═══ The input ═══

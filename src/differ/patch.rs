use crate::core::error::PatchError;
use crate::models::patch::{DiffResult, PatchOperation};
use crate::models::task::{Task, TASK_FIELDS};
use serde_json::{Map, Value};

/// Compute the position-addressed patch list turning `previous` into `current`
///
/// Overlapping positions produce one `replace` per differing field, extra
/// positions in `current` produce `add`s in order, and positions dropped from
/// `previous` produce `remove`s from the highest index down so each stays
/// valid when applied in sequence. Every path is offset by `start_index`.
pub fn diff(previous: &[Task], current: &[Task], start_index: usize) -> DiffResult {
    let mut patches = Vec::new();
    let shared = previous.len().min(current.len());

    for (index, (old, new)) in previous.iter().zip(current.iter()).enumerate() {
        if old == new {
            continue;
        }
        let old_fields = task_fields(old);
        let new_fields = task_fields(new);
        let position = start_index + index;

        for field in TASK_FIELDS {
            let old_value = old_fields.get(field).unwrap_or(&Value::Null);
            let new_value = new_fields.get(field).unwrap_or(&Value::Null);
            if old_value != new_value {
                patches.push(PatchOperation::Replace {
                    path: format!("/{}/{}", position, field),
                    value: new_value.clone(),
                });
            }
        }
    }

    for (offset, task) in current.iter().enumerate().skip(shared) {
        patches.push(PatchOperation::Add {
            path: format!("/{}", start_index + offset),
            value: task.clone(),
        });
    }

    for index in (shared..previous.len()).rev() {
        patches.push(PatchOperation::Remove {
            path: format!("/{}", start_index + index),
        });
    }

    DiffResult {
        has_changes: !patches.is_empty(),
        patches,
    }
}

/// Apply `patches` in order to a copy of `baseline`
///
/// `baseline` must be indexed the same way as the snapshot the patches were
/// computed from.
pub fn apply(baseline: &[Task], patches: &[PatchOperation], start_index: usize) -> Result<Vec<Task>, PatchError> {
    let mut tasks = baseline.to_vec();

    for patch in patches {
        match patch {
            PatchOperation::Add { path, value } => {
                let (index, field) = parse_path(path, start_index)?;
                if field.is_some() {
                    return Err(PatchError::InvalidPath(path.clone()));
                }
                if index > tasks.len() {
                    return Err(PatchError::OutOfRange { index, len: tasks.len() });
                }
                tasks.insert(index, value.clone());
            }
            PatchOperation::Replace { path, value } => {
                let (index, field) = parse_path(path, start_index)?;
                let field = field.ok_or_else(|| PatchError::InvalidPath(path.clone()))?;
                let len = tasks.len();
                let task = tasks.get_mut(index).ok_or(PatchError::OutOfRange { index, len })?;
                *task = replace_field(task, field, value, path)?;
            }
            PatchOperation::Remove { path } => {
                let (index, field) = parse_path(path, start_index)?;
                if field.is_some() {
                    return Err(PatchError::InvalidPath(path.clone()));
                }
                if index >= tasks.len() {
                    return Err(PatchError::OutOfRange { index, len: tasks.len() });
                }
                tasks.remove(index);
            }
        }
    }

    Ok(tasks)
}

fn task_fields(task: &Task) -> Map<String, Value> {
    match serde_json::to_value(task) {
        Ok(Value::Object(map)) => map,
        _ => Map::new(),
    }
}

/// Split `/<index>[/<field>]` and remove the window offset
fn parse_path(path: &str, start_index: usize) -> Result<(usize, Option<&str>), PatchError> {
    let invalid = || PatchError::InvalidPath(path.to_string());

    let rest = path.strip_prefix('/').ok_or_else(invalid)?;
    let (raw_index, field) = match rest.split_once('/') {
        Some((index, field)) if !field.is_empty() && !field.contains('/') => (index, Some(field)),
        Some(_) => return Err(invalid()),
        None => (rest, None),
    };

    let absolute: usize = raw_index.parse().map_err(|_| invalid())?;
    let index = absolute.checked_sub(start_index).ok_or_else(invalid)?;
    Ok((index, field))
}

fn replace_field(task: &Task, field: &str, value: &Value, path: &str) -> Result<Task, PatchError> {
    if !TASK_FIELDS.contains(&field) {
        return Err(PatchError::UnknownField(field.to_string()));
    }

    let mut fields = task_fields(task);
    fields.insert(field.to_string(), value.clone());

    serde_json::from_value(Value::Object(fields)).map_err(|e| PatchError::InvalidValue {
        path: path.to_string(),
        reason: e.to_string(),
    })
}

═══

▶ **What the task asks**
Please make an exact copy of the entries, down to the last character.

▶ **Solution for this problem**
filename src/differ/patch.rs
use crate::core::error::PatchError;
use crate::models::patch::{DiffResult, PatchOperation};
use crate::models::task::{Task, TASK_FIELDS};
use serde_json::{Map, Value};

/// Compute the position-addressed patch list turning `previous` into `current`
///
/// Overlapping positions produce one `replace` per differing field, extra
/// positions in `current` produce `add`s in order, and positions dropped from
/// `previous` produce `remove`s from the highest index down so each stays
/// valid when applied in sequence. Every path is offset by `start_index`.
pub fn diff(previous: &[Task], current: &[Task], start_index: usize) -> DiffResult {
    let mut patches = Vec::new();
    let shared = previous.len().min(current.len());

    for (index, (old, new)) in previous.iter().zip(current.iter()).enumerate() {
        if old == new {
            continue;
        }
        let old_fields = task_fields(old);
        let new_fields = task_fields(new);
        let position = start_index + index;

        for field in TASK_FIELDS {
            let old_value = old_fields.get(field).unwrap_or(&Value::Null);
            let new_value = new_fields.get(field).unwrap_or(&Value::Null);
            if old_value != new_value {
                patches.push(PatchOperation::Replace {
                    path: format!("/{}/{}", position, field),
                    value: new_value.clone(),
                });
            }
        }
    }

    for (offset, task) in current.iter().enumerate().skip(shared) {
        patches.push(PatchOperation::Add {
            path: format!("/{}", start_index + offset),
            value: task.clone(),
        });
    }

    for index in (shared..previous.len()).rev() {
        patches.push(PatchOperation::Remove {
            path: format!("/{}", start_index + index),
        });
    }

    DiffResult {
        has_changes: !patches.is_empty(),
        patches,
    }
}

/// Apply `patches` in order to a copy of `baseline`
///
/// `baseline` must be indexed the same way as the snapshot the patches were
/// computed from.
pub fn apply(baseline: &[Task], patches: &[PatchOperation], start_index: usize) -> Result<Vec<Task>, PatchError> {
    let mut tasks = baseline.to_vec();

    for patch in patches {
        match patch {
            PatchOperation::Add { path, value } => {
                let (index, field) = parse_path(path, start_index)?;
                if field.is_some() {
                    return Err(PatchError::InvalidPath(path.clone()));
                }
                if index > tasks.len() {
                    return Err(PatchError::OutOfRange { index, len: tasks.len() });
                }
                tasks.insert(index, value.clone());
            }
            PatchOperation::Replace { path, value } => {
                let (index, field) = parse_path(path, start_index)?;
                let field = field.ok_or_else(|| PatchError::InvalidPath(path.clone()))?;
                let len = tasks.len();
                let task = tasks.get_mut(index).ok_or(PatchError::OutOfRange { index, len })?;
                *task = replace_field(task, field, value, path)?;
            }
            PatchOperation::Remove { path } => {
                let (index, field) = parse_path(path, start_index)?;
                if field.is_some() {
                    return Err(PatchError::InvalidPath(path.clone()));
                }
                if index >= tasks.len() {
                    return Err(PatchError::OutOfRange { index, len: tasks.len() });
                }
                tasks.remove(index);
            }
        }
    }

    Ok(tasks)
}

fn task_fields(task: &Task) -> Map<String, Value> {
    match serde_json::to_value(task) {
        Ok(Value::Object(map)) => map,
        _ => Map::new(),
    }
}

/// Split `/<index>[/<field>]` and remove the window offset
fn parse_path(path: &str, start_index: usize) -> Result<(usize, Option<&str>), PatchError> {
    let invalid = || PatchError::InvalidPath(path.to_string());

    let rest = path.strip_prefix('/').ok_or_else(invalid)?;
    let (raw_index, field) = match rest.split_once('/') {
        Some((index, field)) if !field.is_empty() && !field.contains('/') => (index, Some(field)),
        Some(_) => return Err(invalid()),
        None => (rest, None),
    };

    let absolute: usize = raw_index.parse().map_err(|_| invalid())?;
    let index = absolute.checked_sub(start_index).ok_or_else(invalid)?;
    Ok((index, field))
}

fn replace_field(task: &Task, field: &str, value: &Value, path: &str) -> Result<Task, PatchError> {
    if !TASK_FIELDS.contains(&field) {
        return Err(PatchError::UnknownField(field.to_string()));
    }

    let mut fields = task_fields(task);
    fields.insert(field.to_string(), value.clone());

    serde_json::from_value(Value::Object(fields)).map_err(|e| PatchError::InvalidValue {
        path: path.to_string(),
        reason: e.to_string(),
    })
}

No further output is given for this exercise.